Por Alfonso Flores-Durón (@SirPon)
A más de uno, en primera instancia, nos pareció sorprendente la decisión que tomó Steve McQueen, renombrado artista visual inglés –ganador del tan prestigiado como polémico Turner Prize, en 1999- de iniciar su carrera como director fílmico de largometrajes realizando una película sobre un tema tan espinoso y salpicado de tintes políticos como el del salvaje conflicto conocido como ‘the Troubles’, en Irlanda del Norte. Por un lado, tomara la postura que tomara, sería imposible dejar satisfechas a todas las partes involucradas y fácilmente terminaría congraciándose con ninguna; por el otro, una historia de esas características no ofrece las condiciones más propicias de plasticidad para el desarrollo de la propuesta visual de un artista. Aparentemente.
En 1976 el gobierno británico decidió modificar el estatus bajo el que estaban convictos los acusados de terrorismo en la discordia norirlandesa entre los católicos que deseaban separarse de la Gran Bretaña y unirse a la República de Irlanda y los protestantes que defendían seguir formando parte de la Corona Británica. A partir de ese momento, serían considerados como criminales comunes. Kieran Nugent fue el primer miembro del ERI (Ejército Republicano Irlandés) sentenciado por ofensas terroristas según la nueva política. De acuerdo con ella, este tipo de presos también debería utilizar el uniforme de la prisión –regla que hasta ese momento no les aplicaba. Nugent se negó a usar el uniforme por lo que, desnudo, fue envuelto en una sábana blanca y así trasladado a su celda. Los demás presos del ERI siguieron su ejemplo. Fue la llamada 'Protesta de las sábanas'. Tiempo después, tras otra violenta disputa al interior de la cárcel como resultado de demandas no cumplidas, se originó la 'Protesta sucia'. Entonces, debido a su actitud de no cooperación, los reclusos eran confinados por días enteros a permanecer en sus diminutas celdas con su sábana, un colchón y una Biblia, únicamente. Como respuesta, los presos se rehusaban a bañarse o limpiarse siquiera, y comenzaron a vaciar sus orines por debajo de las puertas y a embadurnar las paredes con sus propios excrementos.
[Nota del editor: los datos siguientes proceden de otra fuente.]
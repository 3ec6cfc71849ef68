//! Lease-based leader election
//!
//! Only one replica reconciles at a time. Ownership of a
//! `coordination.k8s.io/v1` Lease is decided with resourceVersion
//! compare-and-swap: a write based on a stale read fails with 409 and the
//! candidate simply tries again later.

use std::sync::Arc;
use std::time::Duration;

use chrono::{DateTime, Utc};
use k8s_openapi::api::coordination::v1::{Lease, LeaseSpec};
use k8s_openapi::apimachinery::pkg::apis::meta::v1::{MicroTime, ObjectMeta};
use kube::api::{Api, Patch, PatchParams, PostParams};
use kube::Client;
use serde_json::json;
use tokio::sync::oneshot;
use tokio::task::JoinHandle;
use tracing::{debug, info, warn};

use crate::{Error, FIELD_MANAGER};

/// Lease name shared by all replicas
pub const LEADER_LEASE_NAME: &str = "f668ae63.endpoint-copier-operator";

const LEASE_DURATION: Duration = Duration::from_secs(30);
const RENEW_INTERVAL: Duration = Duration::from_secs(10);
const RETRY_INTERVAL: Duration = Duration::from_secs(5);

/// What a candidate may do with the lease it just read
#[derive(Clone, Copy, Debug, PartialEq, Eq)]
pub enum LeaseState {
    /// We hold it; renew
    Held,
    /// Nobody holds a live lease; take it over
    Expired {
        /// Transitions recorded so far
        transitions: i32,
    },
    /// Someone else holds a live lease
    Taken,
}

/// Classify a lease for `identity` at `now`
///
/// A lease with no holder, no renew time or no duration counts as expired.
pub fn lease_state(spec: Option<&LeaseSpec>, identity: &str, now: DateTime<Utc>) -> LeaseState {
    let holder = spec.and_then(|s| s.holder_identity.as_deref());
    if holder == Some(identity) {
        return LeaseState::Held;
    }

    let live = match (
        holder,
        spec.and_then(|s| s.renew_time.as_ref()),
        spec.and_then(|s| s.lease_duration_seconds),
    ) {
        (Some(_), Some(renewed), Some(duration)) => {
            now <= renewed.0 + chrono::Duration::seconds(i64::from(duration))
        }
        _ => false,
    };

    if live {
        LeaseState::Taken
    } else {
        LeaseState::Expired {
            transitions: spec.and_then(|s| s.lease_transitions).unwrap_or(0),
        }
    }
}

/// Competes for the operator lease
pub struct LeaderElector {
    client: Client,
    namespace: String,
    identity: String,
}

impl LeaderElector {
    /// Create an elector for `identity` (normally the pod name)
    pub fn new(client: Client, namespace: &str, identity: &str) -> Self {
        Self {
            client,
            namespace: namespace.to_string(),
            identity: identity.to_string(),
        }
    }

    fn api(&self) -> Api<Lease> {
        Api::namespaced(self.client.clone(), &self.namespace)
    }

    fn lease(
        &self,
        now: DateTime<Utc>,
        resource_version: Option<String>,
        transitions: i32,
    ) -> Lease {
        Lease {
            metadata: ObjectMeta {
                name: Some(LEADER_LEASE_NAME.to_string()),
                namespace: Some(self.namespace.clone()),
                resource_version,
                ..Default::default()
            },
            spec: Some(LeaseSpec {
                holder_identity: Some(self.identity.clone()),
                lease_duration_seconds: Some(LEASE_DURATION.as_secs() as i32),
                acquire_time: Some(MicroTime(now)),
                renew_time: Some(MicroTime(now)),
                lease_transitions: Some(transitions),
                ..Default::default()
            }),
        }
    }

    /// Block until leadership is acquired
    pub async fn acquire(self: Arc<Self>) -> LeaderGuard {
        info!(identity = %self.identity, lease = LEADER_LEASE_NAME, "waiting for leadership");
        loop {
            match self.try_acquire_or_renew().await {
                Ok(true) => {
                    info!(identity = %self.identity, "leadership acquired");
                    return self.guard();
                }
                Ok(false) => debug!(identity = %self.identity, "lease held by another replica"),
                Err(e) => warn!(identity = %self.identity, error = %e, "failed to acquire lease"),
            }
            tokio::time::sleep(RETRY_INTERVAL).await;
        }
    }

    fn guard(self: &Arc<Self>) -> LeaderGuard {
        let (lost_tx, lost_rx) = oneshot::channel();
        let elector = Arc::clone(self);
        let renewal_task = tokio::spawn(async move { elector.renew_until_lost(lost_tx).await });
        LeaderGuard {
            elector: Arc::clone(self),
            renewal_task,
            lost_rx: Some(lost_rx),
        }
    }

    async fn try_acquire_or_renew(&self) -> Result<bool, Error> {
        let api = self.api();
        let now = Utc::now();

        let Some(existing) = api.get_opt(LEADER_LEASE_NAME).await? else {
            let lease = self.lease(now, None, 0);
            return conflict_is_false(api.create(&PostParams::default(), &lease).await);
        };

        match lease_state(existing.spec.as_ref(), &self.identity, now) {
            LeaseState::Taken => Ok(false),
            LeaseState::Held => {
                let mut renewed = existing;
                if let Some(spec) = renewed.spec.as_mut() {
                    spec.renew_time = Some(MicroTime(now));
                }
                conflict_is_false(
                    api.replace(LEADER_LEASE_NAME, &PostParams::default(), &renewed)
                        .await,
                )
            }
            LeaseState::Expired { transitions } => {
                let lease = self.lease(
                    now,
                    existing.metadata.resource_version.clone(),
                    transitions + 1,
                );
                let acquired = conflict_is_false(
                    api.replace(LEADER_LEASE_NAME, &PostParams::default(), &lease)
                        .await,
                )?;
                if acquired {
                    info!(
                        identity = %self.identity,
                        transitions = transitions + 1,
                        "took over expired lease"
                    );
                }
                Ok(acquired)
            }
        }
    }

    async fn renew_until_lost(&self, lost_tx: oneshot::Sender<()>) {
        loop {
            tokio::time::sleep(RENEW_INTERVAL).await;
            match self.try_acquire_or_renew().await {
                Ok(true) => debug!(identity = %self.identity, "lease renewed"),
                Ok(false) | Err(_) => {
                    warn!(identity = %self.identity, "leadership lost");
                    let _ = lost_tx.send(());
                    return;
                }
            }
        }
    }

    /// Clear the holder so a standby can take over without waiting for expiry
    async fn release(&self) -> Result<(), Error> {
        let api = self.api();
        let Some(lease) = api.get_opt(LEADER_LEASE_NAME).await? else {
            return Ok(());
        };
        if lease.spec.as_ref().and_then(|s| s.holder_identity.as_deref()) != Some(&self.identity) {
            debug!(identity = %self.identity, "not the lease holder, nothing to release");
            return Ok(());
        }

        let past = Utc::now() - chrono::Duration::seconds(60);
        let patch = json!({
            "spec": {
                "holderIdentity": null,
                "renewTime": past.to_rfc3339_opts(chrono::SecondsFormat::Micros, true)
            }
        });
        api.patch(
            LEADER_LEASE_NAME,
            &PatchParams::apply(FIELD_MANAGER),
            &Patch::Merge(&patch),
        )
        .await?;
        info!(identity = %self.identity, "lease released");
        Ok(())
    }
}

/// 409 means another replica won the race, which is not an error
fn conflict_is_false<T>(result: Result<T, kube::Error>) -> Result<bool, Error> {
    match result {
        Ok(_) => Ok(true),
        Err(kube::Error::Api(e)) if e.code == 409 => Ok(false),
        Err(e) => Err(e.into()),
    }
}

/// Held leadership; renewal stops when dropped
pub struct LeaderGuard {
    elector: Arc<LeaderElector>,
    renewal_task: JoinHandle<()>,
    lost_rx: Option<oneshot::Receiver<()>>,
}

impl LeaderGuard {
    /// Wait until leadership is lost
    pub async fn lost(&mut self) {
        if let Some(rx) = self.lost_rx.take() {
            let _ = rx.await;
        }
    }

    /// Release the lease during graceful shutdown
    pub async fn release(self) -> Result<(), Error> {
        self.renewal_task.abort();
        self.elector.release().await
    }
}

impl Drop for LeaderGuard {
    fn drop(&mut self) {
        self.renewal_task.abort();
    }
}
McQueen retoma este episodio para establecerlo como el primero de tres actos, a la usanza de la tragedia griega, en que dividió su obra. Lo arranca revisando detalladamente el inicio del día de uno de los guardias de la prisión, desayunando suculentamente en casa, realizando un extraño ritual con sus lastimados nudillos en agua hirviendo, despidiéndose de su esposa y verificando no encontrar ninguna bomba debajo de su auto. Después entramos a la cárcel y permanecemos en ella, solidariamente, acompañando a los reos durante buena parte de su vía crucis penitenciario. Entonces comienza la representación de ambas protestas de los republicanos, las inclementes golpizas a las que son sometidos por los guardias –en su mayoría protestantes-, las pútridas condiciones en las que viven los presos y que, por ende, también deben de padecer sus vigilantes; el infierno en el que coexisten los unos con los otros. En una de las pocas salidas del encierro, atestiguamos como un matón del ERI liquida de un balazo en la frente a uno de los policías del penal cuando éste se encuentra, de visita en el asilo, cara a cara con su madre. Desde el principio de la historia reluce el ojo educado, el alma sensible y la preocupación humana del artista. Se suceden, prescindiendo casi en su totalidad de los diálogos, secuencias de extrema brutalidad con gestos de reflexión poética. Tanto unas como otras filmadas con esa maestría que elude la tentación del sentimentalismo o de ‘glamourizar’ la violencia (cada golpe de las brutales palizas que infligen los guardias a los prisioneros es sentido por el espectador en hueso propio; no es coreografía vistosa), pero que no renuncia ni al trabajo de composición estilística, ni a la honestidad narrativa; tampoco a la posibilidad de apropiarse de símbolos (principalmente cristianos) y referencias artísticas. Los presos de cabellos largos y barbas descuidadas apenas envueltos en sábanas blancas son auténticas representaciones de Cristo; su utilización de la luz ocre (el trabajo de iluminación de Sean Bobbitt es, sencillamente, soberbio) y las composiciones dentro de las celdas, con todo y la mierda embarrada, parecen salidas de Caravaggio, y la forma austera de armar las escenas, así como las transiciones entre ellas, mucho heredan de Robert Bresson.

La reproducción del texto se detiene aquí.